Review on September 12, 2022, revealed MR1 was ordered and placed on continuous cardiac monitoring (telemetry) on August 10, 2022, at 2015. There was no order to discontinue telemetry or to permit removal of MR1's telemetry prior to transport for a consultation in the optometry office. A progress note by CF3 at 1400 noted he was called STAT to the optometry office to assist with MR1 who felt a sudden sharp headache and became unconscious. Resuscitation efforts began and MR1 was transported via ambulance to the ED. The efforts were unsuccessful and MR1 was pronounced dead at 1254 with the etiology of the event likely cardiac in nature. Continued review revealed there was no nursing documentation of provider notification regarding the lack of telemetry monitoring during the time MR1 was off the unit in the optometry office. Further review of MR1 revealed following the death, CF3 documented "Additional time with the family postmortem explaining". There was no documentation in MR1 of the content provided or persons present during the discussion of the event.

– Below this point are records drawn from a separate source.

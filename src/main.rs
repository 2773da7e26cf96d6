//! # Knowledge Harness CLI (`kbh`)
//!
//! ## Usage
//!
//! ```bash
//! kbh --config ./config/kbh.toml <command>
//! ```
//!
//! ## Commands
//!
//! | Command | Description |
//! |---------|-------------|
//! | `kbh ingest` | Index the docs dir (reloads the persisted index when unchanged) |
//! | `kbh ask "<question>"` | Answer a question through the retrieval fallback chain |
//! | `kbh search "<query>"` | Show matching chunks without generating |
//! | `kbh files list\|add\|remove` | Manage knowledge-base documents |
//! | `kbh cache info\|clear-expired\|clear` | Answer cache maintenance |
//! | `kbh index clear` | Delete the persisted index and fingerprints |
//! | `kbh session ...` | Chat sessions |
//! | `kbh status` | Storage overview |
//! | `kbh analyze <file>` | Summarize one document, optionally with Q&A pairs |
//!
//! ## Examples
//!
//! ```bash
//! kbh ingest --config ./config/kbh.toml
//! kbh ask "What is the capital of France?"
//! kbh session new --title "geography"
//! kbh ask "And of Spain?" --session <id>
//! kbh search "capital" --mode lexical --limit 5
//! ```

use std::path::PathBuf;
use std::sync::Arc;

use anyhow::{Context, Result};
use clap::{CommandFactory, Parser, Subcommand};
use tracing_subscriber::EnvFilter;

use knowledge_harness::analysis::DocumentAnalyzer;
use knowledge_harness::cache::TtlCache;
use knowledge_harness::config::{self, Config};
use knowledge_harness::embedding::{create_provider, EmbeddingProvider};
use knowledge_harness::generation::create_generator;
use knowledge_harness::ingest::{IngestReport, IngestionCoordinator};
use knowledge_harness::knowledge::KnowledgeBase;
use knowledge_harness::models::RetrievalAnswer;
use knowledge_harness::retrieval::{search_knowledge, RetrievalOrchestrator, SearchMode};
use knowledge_harness::session::{Role, SessionStore};
use knowledge_harness::status::{collect_status, format_bytes, print_status};

/// Knowledge Harness: a local-first knowledge cache with grounded question
/// answering.
#[derive(Parser)]
#[command(
    name = "kbh",
    about = "Knowledge Harness: a local-first knowledge cache with grounded question answering",
    version,
    long_about = "Knowledge Harness indexes a directory of documents (txt, md, pdf, docx, pptx, xlsx) \
    into a persisted vector index, reuses it while the documents are unchanged, and answers \
    questions from the index before falling back to a language model."
)]
struct Cli {
    /// Path to configuration file (TOML).
    #[arg(long, global = true, default_value = "./config/kbh.toml")]
    config: PathBuf,

    /// Log debug detail to stderr (overridden by `RUST_LOG`).
    #[arg(long, short, global = true)]
    verbose: bool,

    #[command(subcommand)]
    command: Commands,
}

#[derive(Subcommand)]
enum Commands {
    /// Index the documents directory.
    ///
    /// Reloads the persisted index when no document changed since the last
    /// run; otherwise parses every document and rebuilds.
    Ingest {
        /// Rebuild even if nothing changed.
        #[arg(long)]
        force: bool,
    },

    /// Ask a question.
    Ask {
        query: String,

        /// Chat session id; the exchange is recorded in the session and the
        /// answer cache is scoped to it.
        #[arg(long)]
        session: Option<String>,
    },

    /// Search indexed chunks without generating an answer.
    Search {
        query: String,

        /// `semantic` (vector similarity) or `lexical` (term overlap).
        #[arg(long, default_value = "semantic")]
        mode: String,

        #[arg(long, default_value_t = 5)]
        limit: usize,
    },

    /// Manage knowledge-base documents.
    Files {
        #[command(subcommand)]
        action: FilesAction,
    },

    /// Answer cache maintenance.
    Cache {
        #[command(subcommand)]
        action: CacheAction,
    },

    /// Persisted index maintenance.
    Index {
        #[command(subcommand)]
        action: IndexAction,
    },

    /// Chat sessions.
    Session {
        #[command(subcommand)]
        action: SessionAction,
    },

    /// Show what is indexed and cached.
    Status,

    /// Summarize a single document: statistics, summary, keywords, entities.
    Analyze {
        path: PathBuf,

        /// Also generate question/answer pairs.
        #[arg(long)]
        qa: bool,
    },

    /// Print shell completions.
    Completions {
        shell: clap_complete::Shell,
    },
}

#[derive(Subcommand)]
enum FilesAction {
    /// List documents in the docs dir.
    List,
    /// Copy files into the docs dir and re-ingest.
    Add {
        #[arg(required = true)]
        paths: Vec<PathBuf>,
    },
    /// Delete documents (paths relative to the docs dir) and re-ingest.
    Remove {
        #[arg(required = true)]
        names: Vec<String>,
    },
}

#[derive(Subcommand)]
enum CacheAction {
    /// Entry counts and size.
    Info,
    /// Delete expired and unreadable entries.
    ClearExpired,
    /// Delete every entry.
    Clear,
}

#[derive(Subcommand)]
enum IndexAction {
    /// Delete the persisted index and fingerprints; the next ingest rebuilds.
    Clear,
}

#[derive(Subcommand)]
enum SessionAction {
    /// Start a session and print its id.
    New {
        #[arg(long)]
        title: Option<String>,
    },
    List,
    /// Print a session's messages.
    Show {
        id: String,
        /// Only the last N messages.
        #[arg(long)]
        last: Option<usize>,
    },
    /// Write a session to a JSON file.
    Export {
        id: String,
        #[arg(long, short)]
        output: PathBuf,
    },
    Delete {
        id: String,
    },
}

fn init_tracing(verbose: bool) {
    let default = if verbose {
        "knowledge_harness=debug,kbh=debug"
    } else {
        "knowledge_harness=warn"
    };
    tracing_subscriber::fmt()
        .with_writer(std::io::stderr)
        .with_env_filter(EnvFilter::try_from_default_env().unwrap_or_else(|_| EnvFilter::new(default)))
        .with_target(false)
        .try_init()
        .ok();
}

fn open_coordinator(cfg: &Config) -> Result<(Arc<dyn EmbeddingProvider>, IngestionCoordinator)> {
    let embedder: Arc<dyn EmbeddingProvider> =
        Arc::from(create_provider(&cfg.embedding).context("Failed to create embedding provider")?);
    let coordinator = IngestionCoordinator::new(cfg, embedder.clone(), Arc::new(KnowledgeBase::new()));
    Ok((embedder, coordinator))
}

fn print_report(report: &IngestReport) {
    println!("ingest");
    println!("  files: {}", report.files);
    println!("  chunks: {}", report.chunks);
    println!(
        "  index: {}",
        if report.rebuilt { "rebuilt" } else { "loaded (unchanged)" }
    );
    for (path, reason) in &report.skipped {
        println!("  skipped: {} ({})", path.display(), reason);
    }
    println!("ok");
}

fn print_answer(answer: &RetrievalAnswer) {
    println!("{}", answer.text);
    if let Some(origin) = answer.origin {
        println!();
        println!("  origin: {}", origin);
    }
    if !answer.source_excerpts.is_empty() {
        println!("  sources:");
        for source in &answer.source_excerpts {
            println!("    - {}", source);
        }
    }
}

#[tokio::main]
async fn main() -> Result<()> {
    let cli = Cli::parse();
    init_tracing(cli.verbose);

    if let Commands::Completions { shell } = &cli.command {
        clap_complete::generate(*shell, &mut Cli::command(), "kbh", &mut std::io::stdout());
        return Ok(());
    }

    let cfg = config::load_config(&cli.config)?;

    match cli.command {
        Commands::Ingest { force } => {
            let (_, coordinator) = open_coordinator(&cfg)?;
            print_report(&coordinator.ingest(force).await?);
        }
        Commands::Ask { query, session } => {
            let (embedder, coordinator) = open_coordinator(&cfg)?;
            let generator = Arc::from(
                create_generator(&cfg.generation).context("Failed to create generation provider")?,
            );
            coordinator.ingest(false).await?;

            let sessions = SessionStore::new(&cfg.paths.sessions_dir());
            if let Some(id) = &session {
                sessions.add_message(id, Role::User, &query, None)?;
            }

            let orchestrator =
                RetrievalOrchestrator::new(&cfg, coordinator.knowledge().clone(), embedder, generator);
            let answer = orchestrator.answer(&query, session.as_deref()).await;

            if let Some(id) = &session {
                sessions.add_message(id, Role::Assistant, &answer.text, answer.origin)?;
            }
            print_answer(&answer);
        }
        Commands::Search { query, mode, limit } => {
            let mode: SearchMode = mode.parse()?;
            let (embedder, coordinator) = open_coordinator(&cfg)?;
            coordinator.ingest(false).await?;
            let results = search_knowledge(
                coordinator.knowledge(),
                embedder.as_ref(),
                &query,
                mode,
                limit,
                cfg.retrieval.excerpt_chars,
            )
            .await?;

            if results.is_empty() {
                println!("No results.");
            }
            for (i, r) in results.iter().enumerate() {
                let section = r.section.as_deref().map(|s| format!(" ({})", s)).unwrap_or_default();
                println!("{}. [{:.3}] {}{}", i + 1, r.score, r.source, section);
                println!("    {}", r.excerpt.replace('\n', " "));
                println!();
            }
        }
        Commands::Files { action } => {
            let (_, coordinator) = open_coordinator(&cfg)?;
            match action {
                FilesAction::List => {
                    let files = coordinator.list_files()?;
                    if files.is_empty() {
                        println!("No documents in {}.", cfg.paths.docs_dir.display());
                    }
                    for f in files {
                        let modified = f
                            .modified
                            .map(|m| m.format("%Y-%m-%d %H:%M").to_string())
                            .unwrap_or_default();
                        println!("{:<48} {:>10}  {}", f.name, format_bytes(f.size_bytes), modified);
                    }
                }
                FilesAction::Add { paths } => print_report(&coordinator.add_files(&paths).await?),
                FilesAction::Remove { names } => {
                    print_report(&coordinator.remove_files(&names).await?)
                }
            }
        }
        Commands::Cache { action } => {
            let cache: TtlCache<RetrievalAnswer> = TtlCache::new(cfg.paths.answer_cache_dir());
            match action {
                CacheAction::Info => {
                    let info = cache.info()?;
                    println!("cache {}", cache.dir().display());
                    println!("  entries: {}", info.total);
                    println!("  expired: {}", info.expired);
                    println!("  size: {}", format_bytes(info.bytes));
                }
                CacheAction::ClearExpired => {
                    println!("removed {} expired entries", cache.clear_expired()?);
                }
                CacheAction::Clear => {
                    println!("removed {} entries", cache.clear_all()?);
                }
            }
        }
        Commands::Index { action } => match action {
            IndexAction::Clear => {
                let (_, coordinator) = open_coordinator(&cfg)?;
                if coordinator.clear_index()? {
                    println!("Index cleared.");
                } else {
                    println!("No persisted index.");
                }
            }
        },
        Commands::Session { action } => {
            let sessions = SessionStore::new(&cfg.paths.sessions_dir());
            match action {
                SessionAction::New { title } => {
                    println!("{}", sessions.create(title.as_deref())?.id);
                }
                SessionAction::List => {
                    for s in sessions.list()? {
                        println!(
                            "{}  {:>4} msgs  {}  {}",
                            s.id,
                            s.message_count,
                            s.updated_at.format("%Y-%m-%d %H:%M"),
                            s.title
                        );
                    }
                }
                SessionAction::Show { id, last } => {
                    for m in sessions.history(&id, last)? {
                        let who = match m.role {
                            Role::User => "you",
                            Role::Assistant => "kbh",
                        };
                        println!("[{}] {}: {}", m.timestamp.format("%H:%M:%S"), who, m.content);
                    }
                }
                SessionAction::Export { id, output } => {
                    sessions.export(&id, &output)?;
                    println!("Exported to {}", output.display());
                }
                SessionAction::Delete { id } => {
                    if sessions.delete(&id)? {
                        println!("Deleted session {}.", id);
                    } else {
                        println!("No session {}.", id);
                    }
                }
            }
        }
        Commands::Status => print_status(&collect_status(&cfg)?),
        Commands::Analyze { path, qa } => {
            let generator = Arc::from(
                create_generator(&cfg.generation).context("Failed to create generation provider")?,
            );
            let analyzer = DocumentAnalyzer::new(generator);
            let analysis = analyzer
                .analyze(&path)
                .await
                .with_context(|| format!("Failed to analyze {}", path.display()))?;

            println!("{}", analysis.source.display());
            println!("  size: {}", format_bytes(analysis.size_bytes));
            println!("  sections: {}", analysis.stats.sections);
            println!("  words: {}", analysis.stats.words);
            println!("  sentences: {}", analysis.stats.sentences);
            println!("  characters: {} ({} non-blank)", analysis.stats.chars, analysis.stats.non_whitespace_chars);
            println!();
            println!("Summary:");
            println!("  {}", analysis.summary);
            println!();
            println!("Keywords: {}", analysis.keywords.join(", "));
            println!("Entities: {}", analysis.entities.join(", "));

            if qa {
                println!();
                for (i, pair) in analyzer.generate_qa_pairs(&path).await?.iter().enumerate() {
                    println!("Q{}: {}", i + 1, pair.question);
                    println!("A{}: {}", i + 1, pair.answer);
                }
            }
        }
        // Handled before the config is loaded.
        Commands::Completions { .. } => {}
    }

    Ok(())
}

Interview with EMP7 on September 13, 2022, at 1230 revealed the event occurred on August 11, 2022, and the event was not placed in the facility's [name of electronic reporting system]. EMP7 further revealed the Patient Safety Officer did not become aware of the event until August 16, 2022.

Interview with EMP4 on September 13, 2022, at 1345 confirmed the documentation in MR1 did not address the notification requirements to the physician and family as outlined in facility policy.

Review on September 13, 2022, of a serious event report revealed an event related to a patient transport from the facility to an adjacent building without an order for the discontinuation of telemetry had occurred on August 11, 2022 and was reported to the Patient Safety Authority on August 17, 2022.

Interview with EMP7 on September 13, 2022, at 1230 confirmed the event occurred August 11, 2002, and was reported to the Patient Safety Authority on August 17, 2022.